Task details: Below are lines of data; restate word for word those running from the line containing "given table order." to the line containing "let mut header", inclusive, and no others.

Dataset extract:
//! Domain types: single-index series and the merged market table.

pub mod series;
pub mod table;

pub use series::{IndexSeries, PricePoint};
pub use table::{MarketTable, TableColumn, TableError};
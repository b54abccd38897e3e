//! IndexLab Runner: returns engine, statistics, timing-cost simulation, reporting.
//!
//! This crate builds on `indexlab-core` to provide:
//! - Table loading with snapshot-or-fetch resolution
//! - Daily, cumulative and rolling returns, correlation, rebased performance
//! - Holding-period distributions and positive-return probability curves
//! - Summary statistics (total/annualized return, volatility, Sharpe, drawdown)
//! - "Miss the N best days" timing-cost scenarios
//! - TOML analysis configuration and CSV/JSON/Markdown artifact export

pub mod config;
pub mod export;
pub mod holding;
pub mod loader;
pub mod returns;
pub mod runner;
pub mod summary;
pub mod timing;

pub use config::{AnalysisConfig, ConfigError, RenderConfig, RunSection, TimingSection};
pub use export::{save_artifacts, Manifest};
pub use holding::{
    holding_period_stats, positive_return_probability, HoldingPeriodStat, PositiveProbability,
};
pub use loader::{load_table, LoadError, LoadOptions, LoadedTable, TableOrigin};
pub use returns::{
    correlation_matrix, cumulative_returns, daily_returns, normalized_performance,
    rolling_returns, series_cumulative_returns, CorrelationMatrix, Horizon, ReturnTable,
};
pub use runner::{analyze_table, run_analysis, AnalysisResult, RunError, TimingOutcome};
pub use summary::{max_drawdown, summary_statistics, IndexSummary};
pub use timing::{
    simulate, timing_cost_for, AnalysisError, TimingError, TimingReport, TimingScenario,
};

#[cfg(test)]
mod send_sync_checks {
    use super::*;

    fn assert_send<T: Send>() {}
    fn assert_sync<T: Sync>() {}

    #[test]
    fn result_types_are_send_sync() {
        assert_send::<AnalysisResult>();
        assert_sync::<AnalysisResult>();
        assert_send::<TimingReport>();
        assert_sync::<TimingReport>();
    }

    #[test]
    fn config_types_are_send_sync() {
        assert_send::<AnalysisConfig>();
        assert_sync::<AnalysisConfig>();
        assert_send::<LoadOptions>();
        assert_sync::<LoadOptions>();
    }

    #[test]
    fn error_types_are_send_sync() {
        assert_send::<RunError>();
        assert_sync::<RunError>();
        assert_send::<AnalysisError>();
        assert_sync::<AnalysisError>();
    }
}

--

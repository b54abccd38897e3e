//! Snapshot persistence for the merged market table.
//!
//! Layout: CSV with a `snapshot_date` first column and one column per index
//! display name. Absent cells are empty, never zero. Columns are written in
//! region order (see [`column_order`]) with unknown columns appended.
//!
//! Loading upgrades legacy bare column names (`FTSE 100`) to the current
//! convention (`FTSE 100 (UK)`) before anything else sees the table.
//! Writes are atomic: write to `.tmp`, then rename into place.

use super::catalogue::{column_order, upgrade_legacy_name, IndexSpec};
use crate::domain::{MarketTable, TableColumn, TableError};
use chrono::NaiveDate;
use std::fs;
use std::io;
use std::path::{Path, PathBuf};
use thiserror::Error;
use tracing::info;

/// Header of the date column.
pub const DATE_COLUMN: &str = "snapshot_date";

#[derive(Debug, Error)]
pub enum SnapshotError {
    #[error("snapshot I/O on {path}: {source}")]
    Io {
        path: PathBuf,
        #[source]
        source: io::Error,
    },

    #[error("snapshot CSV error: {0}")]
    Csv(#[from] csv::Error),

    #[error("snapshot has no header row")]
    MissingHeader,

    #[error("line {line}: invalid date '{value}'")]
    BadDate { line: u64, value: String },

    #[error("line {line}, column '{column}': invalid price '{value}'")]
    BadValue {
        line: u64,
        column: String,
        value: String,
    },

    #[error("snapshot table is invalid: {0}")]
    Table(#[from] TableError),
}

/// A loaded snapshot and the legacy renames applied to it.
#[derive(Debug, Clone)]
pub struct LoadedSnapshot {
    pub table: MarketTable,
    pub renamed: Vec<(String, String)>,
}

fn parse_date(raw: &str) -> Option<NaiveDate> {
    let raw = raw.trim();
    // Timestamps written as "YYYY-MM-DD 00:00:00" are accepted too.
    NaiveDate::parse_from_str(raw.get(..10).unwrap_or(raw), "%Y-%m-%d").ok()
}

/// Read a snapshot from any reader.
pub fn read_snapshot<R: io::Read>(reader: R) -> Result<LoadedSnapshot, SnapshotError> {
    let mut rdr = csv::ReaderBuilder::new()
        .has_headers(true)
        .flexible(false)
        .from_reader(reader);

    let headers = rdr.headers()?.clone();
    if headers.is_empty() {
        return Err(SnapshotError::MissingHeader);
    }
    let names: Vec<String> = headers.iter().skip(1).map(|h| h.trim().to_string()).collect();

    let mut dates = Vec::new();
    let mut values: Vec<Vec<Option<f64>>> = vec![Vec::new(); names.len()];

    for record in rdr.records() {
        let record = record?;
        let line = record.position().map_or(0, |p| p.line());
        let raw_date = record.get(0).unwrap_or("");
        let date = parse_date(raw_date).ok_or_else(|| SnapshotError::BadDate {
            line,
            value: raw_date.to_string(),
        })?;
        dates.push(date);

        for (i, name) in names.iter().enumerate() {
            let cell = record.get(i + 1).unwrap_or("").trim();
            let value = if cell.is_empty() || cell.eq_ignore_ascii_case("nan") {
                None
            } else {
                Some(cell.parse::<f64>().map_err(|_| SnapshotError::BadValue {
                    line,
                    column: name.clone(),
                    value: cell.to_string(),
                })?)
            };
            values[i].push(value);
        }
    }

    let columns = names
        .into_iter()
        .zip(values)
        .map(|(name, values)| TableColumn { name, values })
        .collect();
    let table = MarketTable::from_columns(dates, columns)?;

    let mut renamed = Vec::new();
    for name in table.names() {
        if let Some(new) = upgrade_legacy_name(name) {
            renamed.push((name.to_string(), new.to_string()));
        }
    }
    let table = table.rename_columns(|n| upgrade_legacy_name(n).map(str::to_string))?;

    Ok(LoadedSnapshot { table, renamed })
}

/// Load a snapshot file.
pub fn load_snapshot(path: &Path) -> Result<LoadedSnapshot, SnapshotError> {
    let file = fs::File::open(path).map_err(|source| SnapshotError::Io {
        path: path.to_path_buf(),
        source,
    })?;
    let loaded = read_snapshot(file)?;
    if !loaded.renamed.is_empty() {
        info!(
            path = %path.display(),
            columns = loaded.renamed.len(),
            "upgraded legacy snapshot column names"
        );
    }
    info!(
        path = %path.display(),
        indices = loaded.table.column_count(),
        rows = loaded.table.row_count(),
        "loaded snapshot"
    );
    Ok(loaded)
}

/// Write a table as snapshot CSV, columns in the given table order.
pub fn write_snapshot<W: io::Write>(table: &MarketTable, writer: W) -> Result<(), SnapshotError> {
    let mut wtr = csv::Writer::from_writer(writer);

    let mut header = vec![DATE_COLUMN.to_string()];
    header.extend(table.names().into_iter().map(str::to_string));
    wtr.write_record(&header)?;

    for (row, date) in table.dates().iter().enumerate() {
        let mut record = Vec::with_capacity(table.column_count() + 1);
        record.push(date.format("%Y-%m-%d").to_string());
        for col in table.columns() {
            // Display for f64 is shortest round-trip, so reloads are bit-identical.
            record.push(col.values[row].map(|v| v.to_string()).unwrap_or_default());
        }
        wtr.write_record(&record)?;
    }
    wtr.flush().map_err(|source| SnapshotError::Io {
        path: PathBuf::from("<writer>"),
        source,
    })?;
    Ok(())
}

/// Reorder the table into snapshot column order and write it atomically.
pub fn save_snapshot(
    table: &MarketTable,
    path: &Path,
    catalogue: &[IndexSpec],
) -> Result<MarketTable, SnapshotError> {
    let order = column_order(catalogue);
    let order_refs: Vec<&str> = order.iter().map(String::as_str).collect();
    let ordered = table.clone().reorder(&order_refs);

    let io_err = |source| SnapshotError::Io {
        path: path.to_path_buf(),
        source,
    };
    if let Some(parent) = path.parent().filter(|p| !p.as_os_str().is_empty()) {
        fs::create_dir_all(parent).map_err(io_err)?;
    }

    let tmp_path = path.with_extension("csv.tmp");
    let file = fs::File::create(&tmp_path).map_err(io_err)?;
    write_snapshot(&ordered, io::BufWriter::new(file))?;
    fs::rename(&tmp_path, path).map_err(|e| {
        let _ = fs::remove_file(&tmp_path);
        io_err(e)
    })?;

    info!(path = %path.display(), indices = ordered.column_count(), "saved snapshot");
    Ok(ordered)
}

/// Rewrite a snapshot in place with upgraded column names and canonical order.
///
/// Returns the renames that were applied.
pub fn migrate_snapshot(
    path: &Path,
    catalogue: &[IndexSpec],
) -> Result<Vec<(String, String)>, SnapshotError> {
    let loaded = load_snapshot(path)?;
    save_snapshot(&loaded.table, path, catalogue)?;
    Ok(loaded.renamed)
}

Task solution:
/// Write a table as snapshot CSV, columns in the given table order.
pub fn write_snapshot<W: io::Write>(table: &MarketTable, writer: W) -> Result<(), SnapshotError> {
    let mut wtr = csv::Writer::from_writer(writer);

    let mut header = vec![DATE_COLUMN.to_string()];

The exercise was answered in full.